▶ Goal of the exercise:
Match the string "Receiver" against each line below, and copy every line that matches.

------------

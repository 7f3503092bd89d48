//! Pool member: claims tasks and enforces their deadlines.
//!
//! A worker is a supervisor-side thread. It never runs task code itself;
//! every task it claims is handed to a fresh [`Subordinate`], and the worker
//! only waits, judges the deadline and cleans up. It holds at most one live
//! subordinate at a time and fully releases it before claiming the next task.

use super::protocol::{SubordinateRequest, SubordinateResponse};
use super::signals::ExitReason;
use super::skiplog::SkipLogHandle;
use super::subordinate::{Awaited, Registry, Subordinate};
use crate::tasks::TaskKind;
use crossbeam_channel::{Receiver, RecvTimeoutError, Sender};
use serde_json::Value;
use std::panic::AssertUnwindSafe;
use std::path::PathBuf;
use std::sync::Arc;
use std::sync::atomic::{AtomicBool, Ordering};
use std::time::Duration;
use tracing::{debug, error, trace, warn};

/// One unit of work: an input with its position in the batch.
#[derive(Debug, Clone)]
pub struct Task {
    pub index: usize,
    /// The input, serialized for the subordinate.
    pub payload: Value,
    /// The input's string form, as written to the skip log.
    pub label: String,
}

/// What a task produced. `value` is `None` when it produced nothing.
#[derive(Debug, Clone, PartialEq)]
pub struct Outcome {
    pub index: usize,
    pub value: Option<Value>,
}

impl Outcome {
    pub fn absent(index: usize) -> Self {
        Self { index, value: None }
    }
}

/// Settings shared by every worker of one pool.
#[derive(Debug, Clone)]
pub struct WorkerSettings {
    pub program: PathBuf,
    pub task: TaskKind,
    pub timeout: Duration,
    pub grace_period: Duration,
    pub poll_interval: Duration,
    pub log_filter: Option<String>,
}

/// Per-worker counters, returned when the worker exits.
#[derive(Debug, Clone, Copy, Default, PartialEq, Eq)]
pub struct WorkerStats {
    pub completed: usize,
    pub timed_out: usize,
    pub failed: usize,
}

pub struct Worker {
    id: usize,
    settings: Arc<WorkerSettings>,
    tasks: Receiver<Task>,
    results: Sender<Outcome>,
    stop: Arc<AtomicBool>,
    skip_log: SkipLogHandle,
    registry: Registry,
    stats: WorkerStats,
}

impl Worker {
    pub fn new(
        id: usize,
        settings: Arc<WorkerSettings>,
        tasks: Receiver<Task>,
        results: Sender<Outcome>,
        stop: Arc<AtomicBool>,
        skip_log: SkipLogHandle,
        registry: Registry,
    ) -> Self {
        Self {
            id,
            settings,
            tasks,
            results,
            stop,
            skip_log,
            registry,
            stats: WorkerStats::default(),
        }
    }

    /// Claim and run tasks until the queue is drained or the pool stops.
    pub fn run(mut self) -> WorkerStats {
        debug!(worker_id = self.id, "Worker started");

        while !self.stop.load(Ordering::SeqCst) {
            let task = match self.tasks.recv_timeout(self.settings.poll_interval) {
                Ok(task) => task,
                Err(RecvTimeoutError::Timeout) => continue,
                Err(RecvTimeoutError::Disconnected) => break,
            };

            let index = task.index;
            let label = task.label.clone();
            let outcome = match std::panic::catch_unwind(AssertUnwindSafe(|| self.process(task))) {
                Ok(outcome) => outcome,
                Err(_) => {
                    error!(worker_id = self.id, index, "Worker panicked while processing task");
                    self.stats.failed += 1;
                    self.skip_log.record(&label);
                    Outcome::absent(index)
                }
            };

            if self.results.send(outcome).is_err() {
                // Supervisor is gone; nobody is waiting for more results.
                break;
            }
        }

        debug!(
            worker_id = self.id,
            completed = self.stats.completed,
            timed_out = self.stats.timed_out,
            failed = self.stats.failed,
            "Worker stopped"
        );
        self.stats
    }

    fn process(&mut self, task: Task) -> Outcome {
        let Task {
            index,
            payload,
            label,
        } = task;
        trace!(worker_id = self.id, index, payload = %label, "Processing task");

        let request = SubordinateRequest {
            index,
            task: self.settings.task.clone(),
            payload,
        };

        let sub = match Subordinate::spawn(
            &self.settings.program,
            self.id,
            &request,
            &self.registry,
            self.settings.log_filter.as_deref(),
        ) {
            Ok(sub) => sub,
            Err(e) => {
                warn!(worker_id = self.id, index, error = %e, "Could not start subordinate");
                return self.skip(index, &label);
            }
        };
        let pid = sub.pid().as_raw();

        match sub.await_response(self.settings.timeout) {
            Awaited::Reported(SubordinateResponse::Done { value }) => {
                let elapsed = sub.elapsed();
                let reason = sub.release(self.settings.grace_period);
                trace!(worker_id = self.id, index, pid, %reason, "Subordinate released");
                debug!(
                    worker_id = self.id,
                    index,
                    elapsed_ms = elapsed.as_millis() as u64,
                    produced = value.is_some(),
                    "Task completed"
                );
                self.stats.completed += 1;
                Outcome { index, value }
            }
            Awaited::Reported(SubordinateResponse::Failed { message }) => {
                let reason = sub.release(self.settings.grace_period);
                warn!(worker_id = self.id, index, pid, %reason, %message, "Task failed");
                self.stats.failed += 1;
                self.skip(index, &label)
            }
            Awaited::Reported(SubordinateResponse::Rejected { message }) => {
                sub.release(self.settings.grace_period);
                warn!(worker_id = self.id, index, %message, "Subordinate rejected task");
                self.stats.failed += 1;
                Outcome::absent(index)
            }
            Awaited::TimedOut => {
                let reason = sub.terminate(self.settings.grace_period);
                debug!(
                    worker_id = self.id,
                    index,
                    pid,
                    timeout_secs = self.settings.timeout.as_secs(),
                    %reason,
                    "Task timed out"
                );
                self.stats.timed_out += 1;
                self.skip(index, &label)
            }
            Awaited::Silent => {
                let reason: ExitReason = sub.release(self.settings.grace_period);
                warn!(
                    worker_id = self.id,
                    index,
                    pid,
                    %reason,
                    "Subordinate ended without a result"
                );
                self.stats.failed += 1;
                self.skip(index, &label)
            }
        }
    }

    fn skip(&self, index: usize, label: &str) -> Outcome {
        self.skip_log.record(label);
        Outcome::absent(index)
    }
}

------------

▶ Task result:
use crossbeam_channel::{Receiver, RecvTimeoutError, Sender};
    tasks: Receiver<Task>,
        tasks: Receiver<Task>,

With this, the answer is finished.